Le conseil départemental de l’Ordre des médecins de Paris expérimente depuis quelques mois des consultations de prévention à destination des médecins libéraux en exercice. Un moyen pour les praticiens de faire le bilan sur une santé qu’ils négligent. Le tout, de manière anonyme et gratuite. Plusieurs pathologies ont déjà été détectées, notamment des burn-out.

 

Si les cordonniers sont les plus mal chaussés, il est évident que les médecins sont les plus mal soignés… “Ils fonctionnent par copinage et se font examiner par les copains médecins mais comme ils ne veulent pas déranger, ils ne sont jamais vus par personne” résume le Dr Irène Kahn-Bensaude, vice-présidente du conseil national de l’Ordre des médecins et présidente du conseil départemental de l’Ordre des médecins de Paris.
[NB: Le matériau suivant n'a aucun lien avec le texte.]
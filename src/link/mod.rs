use std::collections::{HashMap, HashSet};

use tracing::warn;

use crate::model::{Decision, Snapshot};

/// Cross-reference indices derived from one snapshot. Pure projection:
/// building it has no side effects beyond collision warnings.
#[derive(Debug, Default)]
pub struct CrossRefs<'a> {
    /// Conversation id -> owning episode id, from episode containment.
    /// Duplicate conversation ids across episodes keep the last writer
    /// (episode collection order, then within-episode order).
    pub conversation_to_episode: HashMap<&'a str, &'a str>,
    /// Decision id -> the conversation it resolves to. Decisions whose
    /// reference does not match any known conversation id are unlinked and
    /// simply absent here.
    pub decision_to_conversation: HashMap<&'a str, &'a str>,
    /// Conversation id -> decisions referencing it, in decision collection
    /// order. Keyed on the reference as written, whether or not it resolves.
    pub decisions_by_conversation: HashMap<&'a str, Vec<&'a Decision>>,
}

impl<'a> CrossRefs<'a> {
    /// Decisions behind a given conversation, empty when there are none.
    pub fn decisions_for(&self, conversation_id: &str) -> &[&'a Decision] {
        self.decisions_by_conversation
            .get(conversation_id)
            .map(Vec::as_slice)
            .unwrap_or(&[])
    }

    /// Episode owning the conversation a decision resolves to, if any.
    pub fn episode_for_decision(&self, decision: &Decision) -> Option<&'a str> {
        let conv_id = self.decision_to_conversation.get(decision.id.as_str())?;
        self.conversation_to_episode.get(conv_id).copied()
    }
}

/// Build all cross-reference indices for a snapshot.
pub fn build(snapshot: &Snapshot) -> CrossRefs<'_> {
    let mut refs = CrossRefs::default();

    for episode in &snapshot.episodes {
        for conv in &episode.conversations {
            if conv.id.is_empty() {
                continue;
            }
            if let Some(previous) = refs
                .conversation_to_episode
                .insert(conv.id.as_str(), episode.id.as_str())
            {
                if previous != episode.id {
                    warn!(
                        "Conversation id {} reused across episodes (was {}, keeping {})",
                        conv.id, previous, episode.id
                    );
                }
            }
        }
    }

    let known_ids: HashSet<&str> = snapshot
        .all_conversations()
        .iter()
        .map(|c| c.id.as_str())
        .collect();

    for decision in &snapshot.decisions {
        let Some(conv_ref) = decision.conversation_ref() else {
            continue;
        };
        refs.decisions_by_conversation
            .entry(conv_ref)
            .or_default()
            .push(decision);
        if known_ids.contains(conv_ref) && !decision.id.is_empty() {
            refs.decision_to_conversation
                .insert(decision.id.as_str(), conv_ref);
        }
    }

    refs
}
Les médecins salariés sont suivis par la médecine du travail mais ce n’est pas le cas des médecins libéraux.

 

90% des praticiens n’ont pas de médecin traitant

Pour remédier à ce problème, le conseil départemental de l’Ordre de Paris expérimente depuis le 15 février dernier des consultations de prévention à destination des médecins libéraux en exercice. “Mieux vaut prévenir que guérir” juge le Dr Kahn-Bensaude. En effet, selon une thèse de médecine générale sur la santé des généralistes, réalisée en 2006, 90% des praticiens n’ont pas de médecin traitant. Ils sont également 86% à se prescrire eux-mêmes leur traitement psychotrope et 31% à ressentir le besoin d’un soutien psychologique.
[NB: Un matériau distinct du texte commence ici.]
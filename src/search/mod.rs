use std::collections::HashSet;

use crate::model::{Conversation, Decision};

/// Display safeguard: search views never return more than this many rows.
pub const MAX_RESULTS: usize = 100;

/// Role labels that mark a message as member-authored rather than
/// team-authored. Compared case-insensitively.
const MEMBER_ROLES: [&str; 3] = ["member", "user", "patient"];

/// Categorical filter applied before the free-text query.
#[derive(Debug, Clone, Copy, PartialEq, Eq, Default)]
pub enum FilterType {
    #[default]
    All,
    /// Only conversations some decision points back to.
    Decisions,
    /// Only conversations whose role is not a member-role label.
    Team,
}

impl FilterType {
    pub fn from_str(s: &str) -> Option<Self> {
        match s.to_lowercase().as_str() {
            "all" => Some(FilterType::All),
            "decisions" => Some(FilterType::Decisions),
            "team" => Some(FilterType::Team),
            _ => None,
        }
    }

    pub fn as_str(&self) -> &'static str {
        match self {
            FilterType::All => "all",
            FilterType::Decisions => "decisions",
            FilterType::Team => "team",
        }
    }
}

/// Filter and search the conversation collection.
///
/// The categorical filter runs first, then the case-insensitive substring
/// query over sender/role/topic/message (missing fields match as empty
/// strings), then the [`MAX_RESULTS`] cap. Relative input order is
/// preserved throughout, so the result is always a stable prefix of the
/// filtered sequence.
pub fn filter_conversations<'a>(
    conversations: &'a [Conversation],
    decisions: &[Decision],
    filter: FilterType,
    query: Option<&str>,
) -> Vec<&'a Conversation> {
    let mut filtered: Vec<&Conversation> = match filter {
        FilterType::All => conversations.iter().collect(),
        FilterType::Decisions => {
            let referenced: HashSet<&str> = decisions
                .iter()
                .filter_map(|d| d.conversation_ref())
                .collect();
            conversations
                .iter()
                .filter(|c| referenced.contains(c.id.as_str()))
                .collect()
        }
        FilterType::Team => conversations
            .iter()
            .filter(|c| {
                c.role
                    .as_deref()
                    .is_some_and(|r| !MEMBER_ROLES.contains(&r.to_lowercase().as_str()))
            })
            .collect(),
    };

    if let Some(query) = query.map(str::trim).filter(|q| !q.is_empty()) {
        let needle = query.to_lowercase();
        filtered.retain(|c| {
            c.search_fields()
                .iter()
                .any(|field| field.to_lowercase().contains(&needle))
        });
    }

    filtered.truncate(MAX_RESULTS);
    filtered
}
Pour bénéficier des consultations de prévention, les médecins peuvent prendre rendez-vous, via le site de l’Ordre, ou par téléphone via le secrétariat de l’institution. Ils doivent alors répondre à un questionnaire de santé détaillé puis ils reçoivent une liste d’examens sanguins à faire en amont de la consultation. Tout est pris en charge par la Caisse d’assurance maladie de Paris. “Ils nous ont mis à disposition deux médecins au sein du centre de santé Broca dans le 5ème arrondissement de Paris” se réjouit le Dr Kahn-Bensaude.

Deux demi-journées par semaine, le Dr Grégory Tosti, praticien de l’AP-HP et un de ses confrères endossent le rôle de médecin de prévention. “J’examine 4 patients par demi-journée. Chaque consultation dure en moyenne 45 minutes” indique-t-il. “Une consultation de prévention pour un patient lambda dure une vingtaine de minutes” renchérit le Dr Kahn-Bensaude “quand ils consultent, les médecins ont beaucoup de choses à dire”.

 

“Problème d’épuisement professionnel pour 30% des médecins”

“Ces consultations apparaissent très clairement comme étant utiles. Pour l’instant, tous les patients que nous recevons sont leur propre médecin traitant. Nous avons détecté un panel très large de troubles, de l’hypertension à l’hypercholestérolémie en passant par des anomalies lipidiques” estime le Dr Tosti avant d’ajouter: “Nous avons décelé des burn-out. 10% des praticiens examiné ont été orienté vers la psychiatrie et nous avons constaté un problème d’épuisement professionnel pour 30% des médecins”.

Plus de 200 praticiens ont déjà pris rendez-vous et d’autres sont déjà sur liste d’attente. Les plages de consultations sont tout le temps pleines. “Les médecins ressortent satisfaits de ces consultations. Il n’y a aucune réticence de leur part. Chacun reste dans son rôle” constate le Dr Tosti. Si besoin, un praticien hospitalier de chaque spécialité est à disposition du “médecin malade” explique le Dr Kahn-Bensaude.

Si ce projet expérimental a été initié par l’Ordre, le Dr Tosti insiste sur la confidentialité des données. “Les consultations sont anonymes. Nous ne prenons pas la carte vitale. Aucune donnée n’est enregistrée au niveau informatique. L’Ordre n’a aucun retour.” Si ce test est concluant, les consultations de prévention seront développées dans toute la France.